Stock indices performance
Source: Nasdaq Baltic, Thomson Reuters
Interestingly, scarce on IPO activity Baltic markets have experienced a perfect storm of newcomers to the stock exchange during these tough times. In the last twelve months four companies joined Nasdaq Baltic Main list: Delfin group, Enefit Green and Hepsor in the fall of 2021, as well as Indexo in July 2022. All of them could be considered successful placements, many of which were even oversubscribed, thus attracting more retail investors to the stock-investing in Baltics.
The price performance of the latest Nasdaq Baltic joiners
Source: Nasdaq Baltic, companies’ prospectus
At the end of August, most companies reported their first half-year figures. Results confirm investors’ fears about the deterioration of profits in the current economic conditions. More than half of companies reported cost increases that were faster than sales growth; therefore, facing margin pressure and worsening profitability.
25 out of 27 companies succeeded in growing their sales, and some even managed to double and triple their turnover. However, it was not enough to sustain the profitability level due to over-proportional cost inflation. Labor cost inflation, already witnessed last year, has extended into 2022 as well, while this year was marked by energy shock. Approximately 1/5 of companies reported operating loss and another 7 faced a decrease in operating income for the first six months of the year.

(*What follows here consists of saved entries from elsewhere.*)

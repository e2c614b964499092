use std::collections::BTreeSet;
use std::sync::Arc;

use reqwest::Url;
use tokio::sync::mpsc;
use tokio::task::JoinHandle;
use tracing::{debug, info, warn};

use super::fallback::fallback_exercises;
use super::normalize_names;
use super::remote::{fetch_catalog, CatalogCacheEntry};
use crate::models::WorkoutRecord;
use crate::net::{FetchError, Fetcher};
use crate::store::KeyValueStore;

/// Store key of the persisted catalog entry.
pub const CATALOG_CACHE_KEY: &str = "hitlog.exerciseCatalog";

type RefreshResult = Result<CatalogCacheEntry, FetchError>;

/// Where the current base list came from.
#[derive(Debug, Clone, Copy, PartialEq, Eq)]
pub enum BaseSource {
    Fallback,
    Cached,
    Remote,
}

/// Owns the base exercise list and reconciles it with the local cache and the
/// remote catalog.
///
/// Startup is `hydrate` (synchronous, from the store) followed by a refresh.
/// Refresh results are authoritative: once one has been applied, `hydrate`
/// no longer touches the base list.
pub struct CatalogResolver {
    store: Arc<dyn KeyValueStore>,
    fallback: Vec<String>,
    base: Vec<String>,
    source: BaseSource,
    loading: bool,
    last_error: Option<String>,
    refresh_applied: bool,

    // Background refresh channel
    refresh_rx: mpsc::Receiver<RefreshResult>,
    refresh_tx: mpsc::Sender<RefreshResult>,
    pending_refreshes: usize,
}

impl CatalogResolver {
    pub fn new(store: Arc<dyn KeyValueStore>) -> Self {
        Self::with_fallback(store, fallback_exercises())
    }

    pub fn with_fallback(store: Arc<dyn KeyValueStore>, fallback: Vec<String>) -> Self {
        let fallback = normalize_names(&fallback);
        let (tx, rx) = mpsc::channel(4);
        Self {
            store,
            base: fallback.clone(),
            fallback,
            source: BaseSource::Fallback,
            loading: true,
            last_error: None,
            refresh_applied: false,
            refresh_rx: rx,
            refresh_tx: tx,
            pending_refreshes: 0,
        }
    }

    /// Adopt the cached catalog, if one is stored and well-formed.
    ///
    /// Returns whether the base list changed. Loading stays `true` because a
    /// refresh is still expected.
    pub fn hydrate(&mut self) -> bool {
        if self.refresh_applied {
            debug!("Catalog refresh already applied, skipping hydrate");
            return false;
        }

        let raw = match self.store.get(CATALOG_CACHE_KEY) {
            Ok(Some(raw)) => raw,
            Ok(None) => return false,
            Err(e) => {
                warn!(error = %e, "Failed to read cached exercise catalog");
                return false;
            }
        };

        match CatalogCacheEntry::from_json(&raw) {
            Ok(entry) => {
                self.base = normalize_names(&entry.exercises);
                self.source = BaseSource::Cached;
                debug!(version = entry.version, count = self.base.len(), "Hydrated exercise catalog");
                true
            }
            Err(e) => {
                warn!(error = %e, "Ignoring corrupt cached exercise catalog");
                false
            }
        }
    }

    /// Spawn a refresh on the runtime. The result is delivered to
    /// `poll_refresh` / `wait_refresh`.
    pub fn start_refresh(&mut self, fetcher: Arc<dyn Fetcher>, url: Url) -> JoinHandle<()> {
        let tx = self.refresh_tx.clone();
        self.pending_refreshes += 1;
        self.loading = true;

        tokio::spawn(async move {
            let result = fetch_catalog(fetcher.as_ref(), &url).await;
            if tx.send(result).await.is_err() {
                debug!("Catalog resolver dropped before refresh completed");
            }
        })
    }

    /// Apply any refresh results that have already arrived. Never blocks.
    pub fn poll_refresh(&mut self) -> bool {
        let mut results = Vec::new();
        while let Ok(result) = self.refresh_rx.try_recv() {
            results.push(result);
        }

        let applied = !results.is_empty();
        for result in results {
            self.pending_refreshes = self.pending_refreshes.saturating_sub(1);
            self.apply_refresh(result);
        }
        applied
    }

    /// Wait for the next background refresh and apply it. Returns `false`
    /// when none is in flight.
    pub async fn wait_refresh(&mut self) -> bool {
        if self.pending_refreshes == 0 {
            return false;
        }
        match self.refresh_rx.recv().await {
            Some(result) => {
                self.pending_refreshes -= 1;
                self.apply_refresh(result);
                true
            }
            None => false,
        }
    }

    /// Fetch the remote catalog inline and apply the outcome.
    pub async fn refresh(&mut self, fetcher: &dyn Fetcher, url: &Url) {
        self.loading = true;
        let result = fetch_catalog(fetcher, url).await;
        self.apply_refresh(result);
    }

    /// Fold a refresh outcome into the resolver state.
    pub fn apply_refresh(&mut self, result: RefreshResult) {
        match result {
            Ok(entry) => {
                match serde_json::to_string(&entry) {
                    Ok(json) => {
                        if let Err(e) = self.store.set(CATALOG_CACHE_KEY, &json) {
                            warn!(error = %e, "Failed to cache exercise catalog");
                        }
                    }
                    Err(e) => warn!(error = %e, "Failed to serialize exercise catalog"),
                }
                info!(version = entry.version, count = entry.exercises.len(), "Exercise catalog refreshed");
                self.base = entry.exercises;
                self.source = BaseSource::Remote;
                self.last_error = None;
            }
            Err(e) => {
                warn!(error = %e, "Exercise catalog refresh failed");
                self.last_error = Some(e.to_string());
                match self.store.get(CATALOG_CACHE_KEY) {
                    Ok(None) => {
                        self.base = self.fallback.clone();
                        self.source = BaseSource::Fallback;
                    }
                    Ok(Some(_)) => {}
                    Err(e) => warn!(error = %e, "Failed to read cached exercise catalog"),
                }
            }
        }
        self.loading = false;
        self.refresh_applied = true;
    }

    /// The base list merged with every name in `history`.
    pub fn merged(&self, history: &[WorkoutRecord]) -> Vec<String> {
        merge_catalog(&self.base, history)
    }

    pub fn base(&self) -> &[String] {
        &self.base
    }

    pub fn source(&self) -> BaseSource {
        self.source
    }

    pub fn is_loading(&self) -> bool {
        self.loading
    }

    pub fn last_error(&self) -> Option<&str> {
        self.last_error.as_deref()
    }

    /// Advisory text for the UI when the last refresh failed.
    pub fn notice(&self) -> Option<String> {
        self.last_error.as_ref()?;
        let using = match self.source {
            BaseSource::Fallback => "built-in list",
            BaseSource::Cached | BaseSource::Remote => "cached list",
        };
        Some(format!("Exercise database refresh failed, using {}", using))
    }
}

/// Sorted union of `base` and every set name in `history`.
///
/// History names are kept verbatim so anything the user logged can be picked
/// again; only blank names are skipped.
pub fn merge_catalog(base: &[String], history: &[WorkoutRecord]) -> Vec<String> {
    let mut names: BTreeSet<String> = base.iter().cloned().collect();
    for set in history.iter().flat_map(|w| w.sets.iter()) {
        if !set.name.trim().is_empty() {
            names.insert(set.name.clone());
        }
    }
    names.into_iter().collect()
}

6M Sales, Operating income and Net income growth of Baltic Main list companies, YoY
Source: Nasdaq Baltic (companies reports), Alphinox calculations
Is the glass half full or half empty?
11 of 26 companies, which have reported results, managed to grow sales as well as operating income and net income. Among them, unsurprisingly, are energy companies, as well as businesses from telecom and financial sectors. Also, Apranga, Tallinna Sadam and TKM showed a promising trend, restoring full-fledged operations in the post-COVID era. The financial segment which is well represented in the Baltic Main list – appears to be strong in its operations, except for Indexo, which closed 1H2022 with a net loss. Indexo is in the active investment phase paving its way for future banking business model.
For a number of companies, which have struggled a lot during Covid restrictions, it is hard to recover now, when consumer sentiment is low and the input prices are on the rise. The turnover of these companies is growing, but high expenses subdue their recovery, as it is not possible for them to pass all the costs to the customers. Another group that is currently suffering significantly is construction companies, which are forced to adapt to sanctions affecting their supply chains. These challenges are complemented by growth in COGS and a slump in clients’ purchasing power as a result of inflation.
Corporate results, reported by Baltic companies, reflect harsh market conditions when the supply disruption problem has not yet eased, while energy prices are already weighing down on profitability. Besides, some companies didn’t manage to diversify their revenue stream or supplies from regions with the extremely tough geopolitical situation and that is affecting results in an adverse way. However, one still can manage to extract the local pearls, whose business models exhibit resilience, can help to survive during the market downturn.